David Gray returns with his eleventh album, Foundling. Known for his heady lyrics inspired by the likes of Van Morrison and Cat Stevens, Gray fuses his past sounds into a new, yet familiar, feel which highlights his maturity as an artist. Gray’s earlier albums like Flesh and A Century Ends are reflective of a “boy with his guitar” singer-songwriter type fare. Then with his most critically accepted album, White Ladder, released in 2000, Gray begins to show a more experimental side to his craft. He plays with synthesized backbeats and musical special effects which ultimately produce studio-rich albums like New Day at Midnight and Life in Slow Motion. His muse appeared to come from two different spheres.
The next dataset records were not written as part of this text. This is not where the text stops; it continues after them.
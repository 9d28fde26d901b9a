//! Page window over the filtered, sorted rows.

use std::ops::Range;

/// Page sizes offered by the rows-per-page selector.
pub const PAGE_SIZES: [usize; 2] = [10, 20];

/// Default rows per page.
pub const DEFAULT_PAGE_SIZE: usize = PAGE_SIZES[0];

/// Rows per page and the current 1-based page.
#[derive(Debug, Clone, Copy, PartialEq, Eq)]
pub struct PageWindow {
    page_size: usize,
    page: usize,
}

impl Default for PageWindow {
    fn default() -> Self {
        Self::new(DEFAULT_PAGE_SIZE)
    }
}

impl PageWindow {
    /// Creates a window on page 1. A zero page size is raised to one.
    #[must_use]
    pub fn new(page_size: usize) -> Self {
        Self {
            page_size: page_size.max(1),
            page: 1,
        }
    }

    #[must_use]
    pub const fn page(&self) -> usize {
        self.page
    }

    #[must_use]
    pub const fn page_size(&self) -> usize {
        self.page_size
    }

    /// Changes the page size and returns to page 1.
    pub fn set_page_size(&mut self, page_size: usize) {
        self.page_size = page_size.max(1);
        self.page = 1;
    }

    /// Returns to page 1.
    pub fn reset(&mut self) {
        self.page = 1;
    }

    /// Number of pages needed for `count` rows. Zero when there are no rows.
    #[must_use]
    pub const fn total_pages(&self, count: usize) -> usize {
        count.div_ceil(self.page_size)
    }

    /// Moves to `page` when it lies in `[1, total_pages]`.
    ///
    /// Returns `false` and leaves the window unchanged otherwise.
    ///
    /// # Examples
    ///
    /// ```
    /// use game_library::table::PageWindow;
    ///
    /// let mut window = PageWindow::new(10);
    /// assert!(window.go_to(3, 3));
    /// assert!(!window.go_to(4, 3));
    /// assert_eq!(window.page(), 3);
    /// ```
    pub fn go_to(&mut self, page: usize, total_pages: usize) -> bool {
        if (1..=total_pages).contains(&page) {
            self.page = page;
            true
        } else {
            tracing::debug!(page = page, total_pages = total_pages, "ignoring out-of-range page");
            false
        }
    }

    /// Page actually shown for `count` rows: the current page clipped to
    /// `[1, total_pages]`, or 1 when there are no rows.
    #[must_use]
    pub fn effective_page(&self, count: usize) -> usize {
        self.page.clamp(1, self.total_pages(count).max(1))
    }

    /// Index range of the visible rows, clipped to `count`.
    #[must_use]
    pub fn range(&self, count: usize) -> Range<usize> {
        let start = ((self.effective_page(count) - 1) * self.page_size).min(count);
        let end = (start + self.page_size).min(count);
        start..end
    }
}

/// Footer summary of the pagination state.
#[derive(Debug, Clone, PartialEq, Eq)]
pub struct PaginationSummary {
    /// 1-based index of the first visible row, 0 when empty.
    pub from: usize,
    /// 1-based index of the last visible row.
    pub to: usize,
    pub total: usize,
    pub page: usize,
    pub total_pages: usize,
    pub page_size: usize,
}

impl PaginationSummary {
    #[must_use]
    pub fn new(window: &PageWindow, count: usize) -> Self {
        let range = window.range(count);
        Self {
            from: if count == 0 { 0 } else { range.start + 1 },
            to: range.end,
            total: count,
            page: window.effective_page(count),
            total_pages: window.total_pages(count),
            page_size: window.page_size(),
        }
    }

    /// "Showing {from} to {to} of {total} entries".
    #[must_use]
    pub fn entries_text(&self) -> String {
        format!("Showing {} to {} of {} entries", self.from, self.to, self.total)
    }

    /// "Page {page} of {total_pages}", never showing zero pages.
    #[must_use]
    pub fn page_text(&self) -> String {
        format!("Page {} of {}", self.page, self.total_pages.max(1))
    }

    #[must_use]
    pub const fn can_go_back(&self) -> bool {
        self.page > 1
    }

    #[must_use]
    pub const fn can_go_forward(&self) -> bool {
        self.total_pages > 0 && self.page < self.total_pages
    }
}

#[cfg(test)]
mod tests {
    use super::*;

    #[test]
    fn twenty_five_rows_make_three_pages() {
        let mut window = PageWindow::new(10);
        assert_eq!(window.total_pages(25), 3);
        assert!(window.go_to(3, 3));
        assert_eq!(window.range(25), 20..25);
    }

    #[test]
    fn out_of_range_pages_are_ignored() {
        let mut window = PageWindow::new(10);
        assert!(!window.go_to(0, 3));
        assert!(!window.go_to(4, 3));
        assert!(!window.go_to(1, 0));
        assert_eq!(window.page(), 1);
    }

    #[test]
    fn page_size_change_resets_page() {
        let mut window = PageWindow::new(10);
        window.go_to(2, 3);
        window.set_page_size(20);
        assert_eq!((window.page(), window.page_size()), (1, 20));
    }

    #[test]
    fn range_is_clipped_when_rows_shrink() {
        let mut window = PageWindow::new(10);
        window.go_to(3, 3);
        assert_eq!(window.effective_page(12), 2);
        assert_eq!(window.range(12), 10..12);
        assert_eq!(window.range(0), 0..0);
    }

    #[test]
    fn summary_text() {
        let mut window = PageWindow::new(10);
        window.go_to(3, 3);
        let summary = PaginationSummary::new(&window, 25);
        assert_eq!(summary.entries_text(), "Showing 21 to 25 of 25 entries");
        assert_eq!(summary.page_text(), "Page 3 of 3");
        assert!(summary.can_go_back());
        assert!(!summary.can_go_forward());

        let empty = PaginationSummary::new(&PageWindow::default(), 0);
        assert_eq!(empty.entries_text(), "Showing 0 to 0 of 0 entries");
        assert_eq!(empty.page_text(), "Page 1 of 1");
        assert!(!empty.can_go_back());
        assert!(!empty.can_go_forward());
    }
}
//! Release domain model.
//!
//! A [`ReleaseRecord`] is one platform/region/edition variant of a game title,
//! joined with the title text. Records are loaded once per session and never
//! mutated; filtering and sorting produce derived views.

use super::codes::{Edition, Platform, Region};
use chrono::NaiveDate;
use serde::{Deserialize, Serialize};
use serde_json::Value as JsonValue;

/// Identifier shared by every release of the same title.
pub type GameId = i64;

/// A game title as stored in the `games` table.
#[derive(Debug, Clone, PartialEq, Eq, Serialize, Deserialize)]
pub struct Game {
    pub id: GameId,
    pub title: String,
}

/// One (title, platform, region, edition) combination.
///
/// `game_id` + `platform` + `region` + `edition` uniquely identifies a record
/// within the catalog.
#[derive(Debug, Clone, PartialEq, Serialize, Deserialize)]
pub struct ReleaseRecord {
    pub game_id: GameId,
    pub title: String,
    /// Title identifier used in asset paths.
    pub title_id: String,
    pub platform: Platform,
    pub region: Region,
    pub edition: Edition,
    pub release_date: Option<NaiveDate>,
    pub genres: Vec<String>,
    pub cover_text: Option<String>,
    pub cover_width: Option<f64>,
    pub cover_height: Option<f64>,
    pub included_items: Vec<IncludedItem>,
}

impl ReleaseRecord {
    /// Creates a record with no date, genres, cover metadata or included items.
    ///
    /// The asset title identifier defaults to the display title.
    ///
    /// # Examples
    ///
    /// ```
    /// use game_library::domain::{ReleaseRecord, Platform};
    ///
    /// let record = ReleaseRecord::new(1, "Fallout 4", "ps4", "us", "std");
    /// assert_eq!(record.platform, Platform::Ps4);
    /// assert!(record.included_items.is_empty());
    /// ```
    #[must_use]
    pub fn new(
        game_id: GameId,
        title: impl Into<String>,
        platform: impl Into<Platform>,
        region: impl Into<Region>,
        edition: impl Into<Edition>,
    ) -> Self {
        let title = title.into();
        Self {
            game_id,
            title_id: title.clone(),
            title,
            platform: platform.into(),
            region: region.into(),
            edition: edition.into(),
            release_date: None,
            genres: Vec::new(),
            cover_text: None,
            cover_width: None,
            cover_height: None,
            included_items: Vec::new(),
        }
    }

    /// Returns the identity tuple of this release.
    #[must_use]
    pub fn key(&self) -> (GameId, &Platform, &Region, &Edition) {
        (self.game_id, &self.platform, &self.region, &self.edition)
    }

    /// Returns the manual dimensions found among the included items.
    #[must_use]
    pub fn manual_info(&self) -> ManualInfo {
        ManualInfo::from_items(&self.included_items)
    }
}

/// Supplementary material shipped with a release.
#[derive(Debug, Clone, PartialEq, Serialize, Deserialize)]
pub enum IncludedItem {
    /// An instruction manual with page geometry.
    Manual {
        page_width: Option<f64>,
        page_height: Option<f64>,
        page_count: u32,
    },
    /// Anything else (posters, maps, art books).
    Other { kind: String },
}

/// Raw shape of a manual entry in the `included_items` column.
#[derive(Debug, Deserialize)]
struct ManualEntry {
    #[serde(default)]
    page_width: Option<f64>,
    #[serde(default)]
    page_height: Option<f64>,
    #[serde(default)]
    number_of_pages: Option<u32>,
}

/// Manual geometry republished when a release is committed.
///
/// `page_count` is zero when the release carries no manual.
#[derive(Debug, Clone, Copy, Default, PartialEq)]
pub struct ManualInfo {
    pub page_width: Option<f64>,
    pub page_height: Option<f64>,
    pub page_count: u32,
}

impl ManualInfo {
    /// Extracts the last manual entry from a list of included items.
    #[must_use]
    pub fn from_items(items: &[IncludedItem]) -> Self {
        items
            .iter()
            .filter_map(|item| match item {
                IncludedItem::Manual { page_width, page_height, page_count } => Some(Self {
                    page_width: *page_width,
                    page_height: *page_height,
                    page_count: *page_count,
                }),
                IncludedItem::Other { .. } => None,
            })
            .last()
            .unwrap_or_default()
    }

    /// Number of spreads the manual can be flipped through.
    ///
    /// A manual of `n` pages shows the cover alone, then pairs, then the back:
    /// `n / 2 + 1` spreads.
    #[must_use]
    pub const fn spread_count(&self) -> u32 {
        self.page_count / 2 + 1
    }
}

/// Parses the free-form `included_items` column.
///
/// Accepts either an array of `{"item": ...}` objects or an object wrapping
/// such an array under `item` or `items`. `null` means no items. Any other
/// shape is logged and treated as no items.
#[must_use]
pub fn parse_included_items(value: &JsonValue) -> Vec<IncludedItem> {
    let entries = match value {
        JsonValue::Null => return Vec::new(),
        JsonValue::Array(entries) => entries,
        JsonValue::Object(map) => match map.get("item").or_else(|| map.get("items")) {
            Some(JsonValue::Array(entries)) => entries,
            _ => {
                tracing::warn!(payload = %value, "included items object has no item list");
                return Vec::new();
            }
        },
        _ => {
            tracing::warn!(payload = %value, "malformed included items payload");
            return Vec::new();
        }
    };

    entries
        .iter()
        .filter_map(|entry| {
            let kind = entry.get("item").and_then(JsonValue::as_str)?;
            if kind == "manual" {
                match serde_json::from_value::<ManualEntry>(entry.clone()) {
                    Ok(manual) => Some(IncludedItem::Manual {
                        page_width: manual.page_width,
                        page_height: manual.page_height,
                        page_count: manual.number_of_pages.unwrap_or(0),
                    }),
                    Err(e) => {
                        tracing::warn!(error = %e, "skipping malformed manual entry");
                        None
                    }
                }
            } else {
                Some(IncludedItem::Other { kind: kind.to_string() })
            }
        })
        .collect()
}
Foundling is the culmination of a David Gray with a guitar and a David Gray with a beat machine reaching his artistic maturity. Long time fans of Gray’s will recognize the lyricism and sounds of his earlier works in Foundling’s “Gossamer Thread” and “We Could Fall In Love Again.” But for those that came to Gray’s work from the “Babylon” studio-beat genre, they won’t be disappointed either. Foundling has some seriously dressed up electronic tracks like the title track “Foundling” and “Holding On.”
The release of Foundling should get Gray more radio time in the US. Until now, Gray’s better tracks have left him relegated to soundtracks and adult contemporary radio. But Foundling should change this. To move his music to the mainstream, Gray needs a serious, multi-city tour. His sound teems well with the likes of David Matthews, who at one time called Gray his favorite musician, and Ben Harper.
The maturity of the album begs a listen and a footing above the pedantic pop we’re shoveled today. David Gray is a serious musical talent. The maturity of his art rests not only in the sounds, but also lyrics.